1. Allein der Umstand, dass ein Arbeitnehmer in einem an einem anderen Ort gelegenen Betrieb eingesetzt wird, begründet für sich allein noch nicht eine "erhebliche Veränderung der Umstände, unter denen die Arbeit zu leisten ist", im Sinne von § 95 Abs. 3 S. 1 zweiter Halbsatz BetrVG.

2. Ob in einem solchen Fall die Veränderung des Weges von der Wohnung zur Arbeitsstätte eine "erhebliche Veränderung" i. S. v. § 95 Abs. 3 S. 1 zweiter Halbsatz BetrVG begründet, hängt von den Umständen des Einzelfalles ab.

SG-MARBURG – Urteil, S 12 KA 281/09 vom 17.03.2010

Eine "qualifizierte Versorgungsverbesserung" i.S. des § 24 Ärzte-ZV (vgl. BSG, Urt. v. 28.10.2009 - B 6 KA 42/08 R - juris) liegt nicht bereits in der Verkürzung der Wege vor, wenn in einer Entfernung von 17 km und 19 km das gleiche - hier: nephrologische - Versorgungsangebot besteht.

LAG-BADEN-WUERTTEMBERG – Urteil, 22 Sa 45/09 vom 15.12.2009

1. Beruft sich der Arbeitnehmer im Kündigungsschutzprozess darauf, der Betrieb sei vom bisherigen Arbeitgeber nicht stillgelegt sondern auf einen neuen Inhaber übertragen worden, so muss der Arbeitgeber, der eine Kündigung wegen beabsichtigter Stilllegung behauptet, ausschließen, dass es sich bei der von ihm behaupteten Stilllegungsabsicht in Wahrheit um eine beabsichtigte Betriebsveräußerung handelt; denn Betriebsstilllegung und Betriebsveräußerung schließen sich aus.

2. Ordnet sich eine Konzerntochter dem Plan der Konzernmutter unter, die Produktion bestimmter Teile an ihrem Betriebsstandort einzustellen und das damit befasste Personal zu entlassen, alle benötigten Maschinen an eine Konzernschwester zu veräußern, die sie an ihrem Betriebsstandort zur Produktion der gleichen Teile aufstellt und den Know-how-Trägern Arbeitsverträge anbietet, so spricht so viel für eine beabsichtigte Teil-Betriebsveräußerung, dass das Argument, in dem Betrieb der Konzernschwester werde keine eigenständige Betriebsabteilung aufgebaut, die Annahme einer Veräußerungsabsicht nicht entkräftet.

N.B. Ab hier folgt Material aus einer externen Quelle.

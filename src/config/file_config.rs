use anyhow::{Context, Result};
use serde::Deserialize;
use std::path::Path;

#[derive(Debug, Deserialize, Default)]
#[serde(default)]
pub struct FileConfig {
    // Core settings (can override CLI)
    pub catalog_path: Option<String>,
    pub port: Option<u16>,
    pub logging_level: Option<String>,
    pub content_cache_age_sec: Option<usize>,
    pub frontend_dir_path: Option<String>,
    pub analysis_delay_ms: Option<u64>,
    pub session_idle_timeout_sec: Option<u64>,
    pub max_sessions: Option<usize>,

    pub matching: Option<MatchingConfig>,
}

/// `[matching]` section, one sub-table per matcher flow.
#[derive(Debug, Deserialize, Default, Clone)]
#[serde(default)]
pub struct MatchingConfig {
    pub builder: Option<FlowConfig>,
    pub mood_match: Option<FlowConfig>,
    pub mood_recommendations: Option<FlowConfig>,
    pub smells_like: Option<FlowConfig>,
    pub chat: Option<FlowConfig>,
    pub jitter_enabled: Option<bool>,
    pub jitter_max_offset: Option<u8>,
}

#[derive(Debug, Deserialize, Default, Clone)]
#[serde(default)]
pub struct FlowConfig {
    pub min_score: Option<u8>,
    pub max_results: Option<usize>,
}

impl FileConfig {
    pub fn load(path: &Path) -> Result<Self> {
        let content = std::fs::read_to_string(path)
            .with_context(|| format!("Failed to read config file: {:?}", path))?;
        toml::from_str(&content).with_context(|| format!("Failed to parse config file: {:?}", path))
    }
}
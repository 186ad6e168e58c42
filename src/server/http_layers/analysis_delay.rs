//! Simulated "analysis" time in front of recommendation routes.

use axum::body::Body;
use axum::extract::{Request, State};
use axum::middleware::Next;
use axum::response::IntoResponse;
use std::time::Duration;

/// Sleeps for a fixed `delay_ms` before handling the request.
pub async fn analysis_delay(
    State(delay_ms): State<u64>,
    request: Request<Body>,
    next: Next,
) -> impl IntoResponse {
    if delay_ms > 0 {
        tokio::time::sleep(Duration::from_millis(delay_ms)).await;
    }
    next.run(request).await
}

/// Dev-only delay drawn from a gaussian with a mean of 1.5s and a standard
/// deviation of 0.5s, clamped at zero.
#[cfg(feature = "slowdown")]
pub async fn slowdown_request(request: Request<Body>, next: Next) -> impl IntoResponse {
    use rand_distr::{Distribution, Normal};

    let delay_ms = match Normal::new(1500.0, 500.0) {
        Ok(normal) => 0.0f64.max(normal.sample(&mut rand::rng())),
        Err(_) => 0.0,
    };
    tokio::time::sleep(Duration::from_millis(delay_ms as u64)).await;
    next.run(request).await
}
mod permissions;
mod session_store;
mod user_models;

pub use permissions::{Permission, UserRole};
pub use session_store::{
    SessionLimits, SessionStore, SessionToken, ShopperSession, DEFAULT_MAX_SESSIONS,
    DEFAULT_SESSION_IDLE_TIMEOUT,
};
pub use user_models::{User, UserPreferences};
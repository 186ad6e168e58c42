use super::RequestsLoggingLevel;
use crate::config::MatchingSettings;
use crate::user::SessionLimits;

#[derive(Clone)]
pub struct ServerConfig {
    pub requests_logging_level: RequestsLoggingLevel,
    pub port: u16,
    pub content_cache_age_sec: usize,
    pub frontend_dir_path: Option<String>,
    /// Fixed pause in front of recommendation routes, 0 disables it.
    pub analysis_delay_ms: u64,
    pub matching: MatchingSettings,
    pub session_limits: SessionLimits,
}

impl Default for ServerConfig {
    fn default() -> Self {
        ServerConfig {
            requests_logging_level: RequestsLoggingLevel::Path,
            port: 3001,
            content_cache_age_sec: 3600,
            frontend_dir_path: None,
            analysis_delay_ms: 0,
            matching: MatchingSettings::default(),
            session_limits: SessionLimits::default(),
        }
    }
}
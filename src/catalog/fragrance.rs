use serde::{Deserialize, Serialize};

#[derive(Clone, Copy, Serialize, Deserialize, Debug, PartialEq, Eq, Hash)]
pub enum Concentration {
    EDT,
    EDP,
    EPC,
    Parfum,
}

#[derive(Clone, Copy, Serialize, Deserialize, Debug, PartialEq, Eq, Hash)]
pub enum Season {
    Spring,
    Summer,
    Fall,
    Winter,
}

/// The three tiers of a fragrance's evolution on skin.
#[derive(Clone, Copy, Serialize, Deserialize, Debug, PartialEq, Eq, Hash, PartialOrd, Ord)]
#[serde(rename_all = "lowercase")]
pub enum Tier {
    Top,
    Middle,
    Base,
}

impl Tier {
    pub const ALL: [Tier; 3] = [Tier::Top, Tier::Middle, Tier::Base];

    pub fn parse(s: &str) -> Option<Tier> {
        match s.trim().to_ascii_lowercase().as_str() {
            "top" => Some(Tier::Top),
            "middle" | "heart" => Some(Tier::Middle),
            "base" => Some(Tier::Base),
            _ => None,
        }
    }
}

impl std::fmt::Display for Tier {
    fn fmt(&self, f: &mut std::fmt::Formatter<'_>) -> std::fmt::Result {
        let s = match self {
            Tier::Top => "top",
            Tier::Middle => "middle",
            Tier::Base => "base",
        };
        write!(f, "{}", s)
    }
}

#[derive(Clone, Serialize, Deserialize, Debug, PartialEq, Default)]
pub struct Notes {
    pub top: Vec<String>,
    pub middle: Vec<String>,
    pub base: Vec<String>,
}

impl Notes {
    pub fn tier(&self, tier: Tier) -> &[String] {
        match tier {
            Tier::Top => &self.top,
            Tier::Middle => &self.middle,
            Tier::Base => &self.base,
        }
    }

    /// Iterates top, middle and base notes in that order.
    pub fn iter_all(&self) -> impl Iterator<Item = &String> {
        self.top.iter().chain(self.middle.iter()).chain(self.base.iter())
    }

    pub fn is_empty(&self) -> bool {
        self.top.is_empty() && self.middle.is_empty() && self.base.is_empty()
    }

    pub fn tier_contains_any(&self, tier: Tier, names: &[&str]) -> bool {
        self.tier(tier).iter().any(|n| names.contains(&n.as_str()))
    }

    pub fn contains(&self, name: &str) -> bool {
        self.iter_all().any(|n| n == name)
    }
}

#[derive(Clone, Serialize, Deserialize, Debug, PartialEq)]
pub struct Fragrance {
    pub id: String,
    pub name: String,
    pub brand: String,
    pub concentration: Concentration,
    pub price: f64,
    #[serde(default, skip_serializing_if = "Option::is_none")]
    pub original_price: Option<f64>,
    pub rating: f64,
    pub review_count: u32,
    #[serde(default)]
    pub image: String,
    pub notes: Notes,
    #[serde(default)]
    pub description: String,
    pub longevity: u8,
    pub projection: u8,
    #[serde(default)]
    pub seasonality: Vec<Season>,
    #[serde(default)]
    pub occasions: Vec<String>,
    #[serde(default)]
    pub mood: Vec<String>,
}

impl Fragrance {
    pub fn has_mood(&self, mood: &str) -> bool {
        self.mood.iter().any(|m| m == mood)
    }

    pub fn has_occasion(&self, occasion: &str) -> bool {
        self.occasions.iter().any(|o| o == occasion)
    }

    pub fn has_season(&self, season: Season) -> bool {
        self.seasonality.contains(&season)
    }
}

3. Die vorstehenden Grundsätze gelten auch dann, wenn ein Betriebsübergang ins Ausland behauptet ist. § 613 a BGB gilt nach der Regelanknüpfung des Art. 30 EGBGB auch bei Betriebsveräußerungen ins Ausland. Entscheidend ist, ob der Sachvortrag des Arbeitnehmers die Erfüllung der Tatbestandsvoraussetzungen des § 613 a BGB als möglich erscheinen lässt. Davon ist jedenfalls dann auszugehen, wenn der übertragende und der übernehmende Betrieb sich in einer Entfernung von nur wenigen Kilometern diesseits und jenseits der Grenze befinden.